Crap. She hadn’t thought about the support group at all for days. “I don’t know, Carl. Let me make some calls and see if I can set something up. Have you spoken with your wife yet?”
“I—No. Not yet. Maybe if you would go with me to talk to her—I mean, having someone else there would be good, wouldn’t it?”
Only for Carl. His wife would probably find it intimidating and terrifying, given the situation. But that depended on her, and him. “I’ll call you back,” she promised. “Are you having any other issues right now?”
“I can’t sleep,” he said. “At all. I try, but I just lay there and think. I can’t shut my brain off. It’s like the nanites are making me do it. Did you ever feel like that? That they’re making you do things you don’t want to do?”
That was alarming, she thought, and leaned against the pillar. “Like what specifically?”

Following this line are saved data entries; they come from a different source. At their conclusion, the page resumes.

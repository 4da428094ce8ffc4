use crate::config::ExtractorConfig;
use crate::errors::{ExtractError, ExtractResult};
use crate::metrics::ExtractorMetrics;
use crate::registry::SymbolRegistry;
use crate::unit::{Language, SourceUnit};
use std::time::Duration;

/// Result of extracting one source unit
#[derive(Debug, Clone)]
pub struct Extraction {
    /// Origin identifier of the extracted unit
    pub origin: String,

    /// Source language of the unit
    pub language: Language,

    /// The unit's normalized symbols in declaration order
    pub registry: SymbolRegistry,

    /// The unit contained an unterminated construct; the result is partial
    pub truncated: bool,

    /// Recoverable per-unit errors (duplicates, truncation)
    pub errors: Vec<ExtractError>,

    /// Time taken to extract this unit
    pub extract_time: Duration,

    /// Number of lines in the unit
    pub line_count: usize,

    /// Unit size in bytes
    pub byte_count: usize,
}

impl Extraction {
    /// Create an empty extraction for a unit
    pub fn for_unit(unit: &SourceUnit) -> Self {
        Self {
            origin: unit.origin.clone(),
            language: unit.language,
            registry: SymbolRegistry::new(),
            truncated: false,
            errors: Vec::new(),
            extract_time: Duration::ZERO,
            line_count: unit.line_count(),
            byte_count: unit.byte_count(),
        }
    }

    /// Number of symbols extracted
    pub fn symbol_count(&self) -> usize {
        self.registry.len()
    }
}

/// Aggregate information about a batch of extracted units
#[derive(Debug, Clone, Default)]
pub struct BatchInfo {
    /// Successful extractions, one per unit
    pub extractions: Vec<Extraction>,

    /// Units that failed extraction (origin, error message)
    pub failed_units: Vec<(String, String)>,

    /// Total symbols across all successful units
    pub total_symbols: usize,

    /// Total extract time across all successful units
    pub total_extract_time: Duration,
}

impl BatchInfo {
    /// Total number of units processed (success + failure)
    pub fn total_units(&self) -> usize {
        self.extractions.len() + self.failed_units.len()
    }

    /// Success rate (0.0 to 1.0)
    pub fn success_rate(&self) -> f64 {
        if self.total_units() == 0 {
            0.0
        } else {
            self.extractions.len() as f64 / self.total_units() as f64
        }
    }

    /// Average extract time per successful unit
    pub fn avg_extract_time(&self) -> Duration {
        if self.extractions.is_empty() {
            Duration::ZERO
        } else {
            self.total_extract_time / self.extractions.len() as u32
        }
    }

    /// Fold one unit's outcome into the batch
    pub fn push(&mut self, origin: &str, result: ExtractResult<Extraction>) {
        match result {
            Ok(extraction) => {
                self.total_symbols += extraction.symbol_count();
                self.total_extract_time += extraction.extract_time;
                self.extractions.push(extraction);
            }
            Err(e) => {
                self.failed_units.push((origin.to_string(), e.to_string()));
            }
        }
    }
}

/// Core trait that all language extractors implement.
///
/// An extractor consumes borrowed `SourceUnit`s and produces per-unit
/// `Extraction` results; it never reads the filesystem or executes the
/// code it parses.
///
/// # Thread safety
/// Implementations must be `Send + Sync`: units are independent and a
/// batch may be fanned out across worker threads.
pub trait SymbolExtractor: Send + Sync {
    /// The language this extractor handles
    fn language(&self) -> Language;

    /// Supported file extensions (e.g. `[".php"]`)
    fn file_extensions(&self) -> &[&str];

    /// Extract all symbols from one unit.
    ///
    /// Recoverable problems (duplicate symbols, truncated input) are
    /// recorded in `Extraction::errors`; only unit-level failures
    /// (grammar errors, oversized units, internal-invariant violations)
    /// return `Err`.
    fn extract_unit(&self, unit: &SourceUnit) -> ExtractResult<Extraction>;

    /// Extract a batch of units sequentially.
    ///
    /// A failed unit is recorded in `BatchInfo::failed_units` and never
    /// blocks extraction of the remaining units. Override for parallel
    /// extraction.
    fn extract_units(&self, units: &[SourceUnit]) -> BatchInfo {
        let mut batch = BatchInfo::default();
        for unit in units {
            batch.push(&unit.origin, self.extract_unit(unit));
        }
        batch
    }

    /// Check whether this extractor can handle the given origin,
    /// by extension
    fn can_extract(&self, origin: &str) -> bool {
        self.file_extensions()
            .iter()
            .any(|ext| origin.ends_with(ext))
    }

    /// Get extractor configuration
    fn config(&self) -> &ExtractorConfig;

    /// Get accumulated metrics
    fn metrics(&self) -> ExtractorMetrics;

    /// Reset accumulated metrics
    fn reset_metrics(&mut self);
}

“I don’t know. Turn the car one direction instead of another. Think about—doing bad things.” He sounded positively strange now. “Nobody tested this stuff. They tested it on us. How do we know it’s not changing us, not making us dangerous? Do you know? Does anybody?”

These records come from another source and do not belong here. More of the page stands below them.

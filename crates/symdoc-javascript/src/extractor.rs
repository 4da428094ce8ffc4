//! CST extraction for JavaScript source code

use symdoc_extractor_api::{ExtractError, ExtractorConfig, RawUnit, SourceUnit};
use tree_sitter::Parser;

use crate::visitor::JavaScriptVisitor;

/// Extract raw declarations from one JavaScript source unit.
///
/// Error or missing nodes in the tree never reject the unit; the
/// declarations that did parse are kept and the unit is flagged
/// truncated.
pub fn extract(unit: &SourceUnit, config: &ExtractorConfig) -> Result<RawUnit, ExtractError> {
    let mut parser = Parser::new();
    let language = tree_sitter_javascript::language();
    parser
        .set_language(&language)
        .map_err(|e| ExtractError::Grammar {
            language: unit.language,
            origin: unit.origin.clone(),
            message: e.to_string(),
        })?;

    let tree = parser
        .parse(&unit.text, None)
        .ok_or_else(|| ExtractError::Parse(unit.origin.clone()))?;

    let root_node = tree.root_node();

    let mut visitor = JavaScriptVisitor::new(&unit.text, config.clone());
    visitor.visit_node(root_node);
    visitor.finish();

    Ok(RawUnit {
        declarations: visitor.declarations,
        truncated: root_node.has_error(),
    })
}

All of a sudden, Carl sounded like the darkest voices of her id coming out of the depths, and it was spooky. She’d wondered these things herself from time to time; it was easy to fall into despair in this situation and imagine every random thing that happened as a symptom of a nonexistent disease. The deadly thing was that if Carl convinced himself he wasn’t in control, what would he do? What couldn’t he do?
“Are you thinking about hurting yourself? Hurting someone else?” She was not qualified for this, she thought in a sudden, angry fit of despair; no one had trained her, given her a diploma in how to manage dead people’s fears. Not even her own.
His hesitation made her nervous, but then he said, “No, not really. I’m just—I think a lot, and that must be the nanites, right? That they’re working too hard or something?”